# [What needs to be done]
Go through the lines below and transcribe each one exactly.

# [Extracted data]

+--

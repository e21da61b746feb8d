//! # 美化输出工具
//!
//! 统一的终端输出样式。库函数本身不打印，只有 `commands/` 调用这里。
//!
//! ## 依赖关系
//! - 被 `main.rs` 和所有 `commands/` 模块使用
//! - 使用 `colored` crate

use colored::Colorize;

pub fn print_success(msg: &str) {
    println!("{} {}", "[OK]".green().bold(), msg);
}

pub fn print_error(msg: &str) {
    eprintln!("{} {}", "[ERR]".red().bold(), msg);
}

pub fn print_warning(msg: &str) {
    println!("{} {}", "[WARN]".yellow().bold(), msg);
}

pub fn print_info(msg: &str) {
    println!("{} {}", "[*]".blue().bold(), msg);
}

pub fn print_done(msg: &str) {
    println!("{} {}", "[DONE]".green().bold(), msg);
}

/// 打印转换消息 `from -> to`
pub fn print_conversion(from: &str, to: &str) {
    println!(
        "{} {} {} {}",
        "[OK]".green().bold(),
        from.dimmed(),
        "->".cyan(),
        to
    );
}

/// 打印标题栏
pub fn print_header(title: &str) {
    let line = "─".repeat(60);
    println!("\n{}", line.dimmed());
    println!("  {}", title.bold());
    println!("{}\n", line.dimmed());
}

pub fn print_separator() {
    println!("{}", "─".repeat(60).dimmed());
}
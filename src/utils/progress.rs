//! # 进度条工具
//!
//! 封装 `indicatif` 提供统一的进度条样式。
//!
//! ## 依赖关系
//! - 被 `batch/runner.rs`, `commands/eph.rs` 使用
//! - 使用 `indicatif` crate

use indicatif::{ProgressBar, ProgressStyle};

/// 创建标准进度条
pub fn create_progress_bar(len: u64, message: &str) -> ProgressBar {
    let style = ProgressStyle::with_template(
        "{spinner:.green} [{elapsed_precise}] [{bar:40.cyan/blue}] {pos}/{len} ({eta}) {msg}",
    )
    .map(|s| s.progress_chars("#>-"))
    .unwrap_or_else(|_| ProgressStyle::default_bar());

    let pb = ProgressBar::new(len);
    pb.set_style(style);
    pb.set_message(message.to_string());
    pb
}

/// 创建 spinner（用于不确定进度的任务）
pub fn create_spinner(message: &str) -> ProgressBar {
    let style = ProgressStyle::with_template("{spinner:.green} {elapsed_precise} {msg}")
        .map(|s| s.tick_strings(&["⣾", "⣽", "⣻", "⢿", "⡿", "⣟", "⣯", "⣷"]))
        .unwrap_or_else(|_| ProgressStyle::default_spinner());

    let pb = ProgressBar::new_spinner();
    pb.set_style(style);
    pb.set_message(message.to_string());
    pb.enable_steady_tick(std::time::Duration::from_millis(100));
    pb
}
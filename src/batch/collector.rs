//! # 文件收集器
//!
//! 根据输入路径和文件名模式收集待转换的结构文件。
//!
//! ## 功能
//! - 支持单文件和目录输入
//! - 逗号分隔的多个 glob 模式（如 `POSCAR*,*.vasp`）
//! - 可选递归
//!
//! ## 依赖关系
//! - 被 `commands/xsf.rs` 调用
//! - 使用 `walkdir` 遍历目录，`glob` 匹配文件名

use crate::error::{EphkitError, Result};

use glob::Pattern;
use std::path::{Path, PathBuf};
use walkdir::WalkDir;

/// 文件收集器
pub struct FileCollector {
    input: PathBuf,
    patterns: Vec<Pattern>,
    recursive: bool,
}

impl FileCollector {
    pub fn new(input: PathBuf) -> Self {
        Self {
            input,
            patterns: Vec::new(),
            recursive: false,
        }
    }

    /// 设置匹配模式（逗号分隔），空串表示匹配全部
    pub fn with_pattern(mut self, pattern: &str) -> Result<Self> {
        self.patterns = pattern
            .split(',')
            .map(str::trim)
            .filter(|s| !s.is_empty())
            .map(|s| {
                Pattern::new(s).map_err(|e| {
                    EphkitError::InvalidArgument(format!("Invalid pattern '{}': {}", s, e))
                })
            })
            .collect::<Result<_>>()?;
        Ok(self)
    }

    pub fn recursive(mut self, recursive: bool) -> Self {
        self.recursive = recursive;
        self
    }

    /// 收集所有匹配的文件（按路径排序）
    pub fn collect(&self) -> Vec<PathBuf> {
        if self.input.is_file() {
            return vec![self.input.clone()];
        }

        if !self.input.is_dir() {
            return vec![];
        }

        let max_depth = if self.recursive { usize::MAX } else { 1 };

        let mut files: Vec<PathBuf> = WalkDir::new(&self.input)
            .max_depth(max_depth)
            .into_iter()
            .filter_map(|e| e.ok())
            .filter(|e| e.file_type().is_file())
            .filter(|entry| self.matches_patterns(entry.path()))
            .map(|e| e.path().to_path_buf())
            .collect();

        files.sort();
        files
    }

    fn matches_patterns(&self, path: &Path) -> bool {
        let filename = match path.file_name().and_then(|n| n.to_str()) {
            Some(name) => name,
            None => return false,
        };

        self.patterns.is_empty() || self.patterns.iter().any(|p| p.matches(filename))
    }
}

+--

# [Solution to this exercise]
repository e21da61b746feb8d
//! # 美化输出工具
//!
//! 统一的终端输出样式。库函数本身不打印，只有 `commands/` 调用这里。
//!
//! ## 依赖关系
//! - 被 `main.rs` 和所有 `commands/` 模块使用
//! - 使用 `colored` crate

use colored::Colorize;

pub fn print_success(msg: &str) {
    println!("{} {}", "[OK]".green().bold(), msg);
}

pub fn print_error(msg: &str) {
    eprintln!("{} {}", "[ERR]".red().bold(), msg);
}

pub fn print_warning(msg: &str) {
    println!("{} {}", "[WARN]".yellow().bold(), msg);
}

pub fn print_info(msg: &str) {
    println!("{} {}", "[*]".blue().bold(), msg);
}

pub fn print_done(msg: &str) {
    println!("{} {}", "[DONE]".green().bold(), msg);
}

/// 打印转换消息 `from -> to`
pub fn print_conversion(from: &str, to: &str) {
    println!(
        "{} {} {} {}",
        "[OK]".green().bold(),
        from.dimmed(),
        "->".cyan(),
        to
    );
}

/// 打印标题栏
pub fn print_header(title: &str) {
    let line = "─".repeat(60);
    println!("\n{}", line.dimmed());
    println!("  {}", title.bold());
    println!("{}\n", line.dimmed());
}

pub fn print_separator() {
    println!("{}", "─".repeat(60).dimmed());
}
filename src/utils/progress.rs
//! # 进度条工具
//!
//! 封装 `indicatif` 提供统一的进度条样式。
//!
//! ## 依赖关系
//! - 被 `batch/runner.rs`, `commands/eph.rs` 使用
//! - 使用 `indicatif` crate

use indicatif::{ProgressBar, ProgressStyle};

/// 创建标准进度条
pub fn create_progress_bar(len: u64, message: &str) -> ProgressBar {
    let style = ProgressStyle::with_template(
        "{spinner:.green} [{elapsed_precise}] [{bar:40.cyan/blue}] {pos}/{len} ({eta}) {msg}",
    )
    .map(|s| s.progress_chars("#>-"))
    .unwrap_or_else(|_| ProgressStyle::default_bar());

    let pb = ProgressBar::new(len);
    pb.set_style(style);
    pb.set_message(message.to_string());
    pb
}

/// 创建 spinner（用于不确定进度的任务）
pub fn create_spinner(message: &str) -> ProgressBar {
    let style = ProgressStyle::with_template("{spinner:.green} {elapsed_precise} {msg}")
        .map(|s| s.tick_strings(&["⣾", "⣽", "⣻", "⢿", "⡿", "⣟", "⣯", "⣷"]))
        .unwrap_or_else(|_| ProgressStyle::default_spinner());

    let pb = ProgressBar::new_spinner();
    pb.set_style(style);
    pb.set_message(message.to_string());
    pb.enable_steady_tick(std::time::Duration::from_millis(100));
    pb
}
filename src/batch/collector.rs
//! # 文件收集器
//!
//! 根据输入路径和文件名模式收集待转换的结构文件。
//!
//! ## 功能
//! - 支持单文件和目录输入
//! - 逗号分隔的多个 glob 模式（如 `POSCAR*,*.vasp`）
//! - 可选递归
//!
//! ## 依赖关系
//! - 被 `commands/xsf.rs` 调用
//! - 使用 `walkdir` 遍历目录，`glob` 匹配文件名

use crate::error::{EphkitError, Result};

use glob::Pattern;
use std::path::{Path, PathBuf};
use walkdir::WalkDir;

/// 文件收集器
pub struct FileCollector {
    input: PathBuf,
    patterns: Vec<Pattern>,
    recursive: bool,
}

impl FileCollector {
    pub fn new(input: PathBuf) -> Self {
        Self {
            input,
            patterns: Vec::new(),
            recursive: false,
        }
    }

    /// 设置匹配模式（逗号分隔），空串表示匹配全部
    pub fn with_pattern(mut self, pattern: &str) -> Result<Self> {
        self.patterns = pattern
            .split(',')
            .map(str::trim)
            .filter(|s| !s.is_empty())
            .map(|s| {
                Pattern::new(s).map_err(|e| {
                    EphkitError::InvalidArgument(format!("Invalid pattern '{}': {}", s, e))
                })
            })
            .collect::<Result<_>>()?;
        Ok(self)
    }

    pub fn recursive(mut self, recursive: bool) -> Self {
        self.recursive = recursive;
        self
    }

    /// 收集所有匹配的文件（按路径排序）
    pub fn collect(&self) -> Vec<PathBuf> {
        if self.input.is_file() {
            return vec![self.input.clone()];
        }

        if !self.input.is_dir() {
            return vec![];
        }

        let max_depth = if self.recursive { usize::MAX } else { 1 };

        let mut files: Vec<PathBuf> = WalkDir::new(&self.input)
            .max_depth(max_depth)
            .into_iter()
            .filter_map(|e| e.ok())
            .filter(|e| e.file_type().is_file())
            .filter(|entry| self.matches_patterns(entry.path()))
            .map(|e| e.path().to_path_buf())
            .collect();

        files.sort();
        files
    }

    fn matches_patterns(&self, path: &Path) -> bool {
        let filename = match path.file_name().and_then(|n| n.to_str()) {
            Some(name) => name,
            None => return false,
        };

        self.patterns.is_empty() || self.patterns.iter().any(|p| p.matches(filename))
    }
}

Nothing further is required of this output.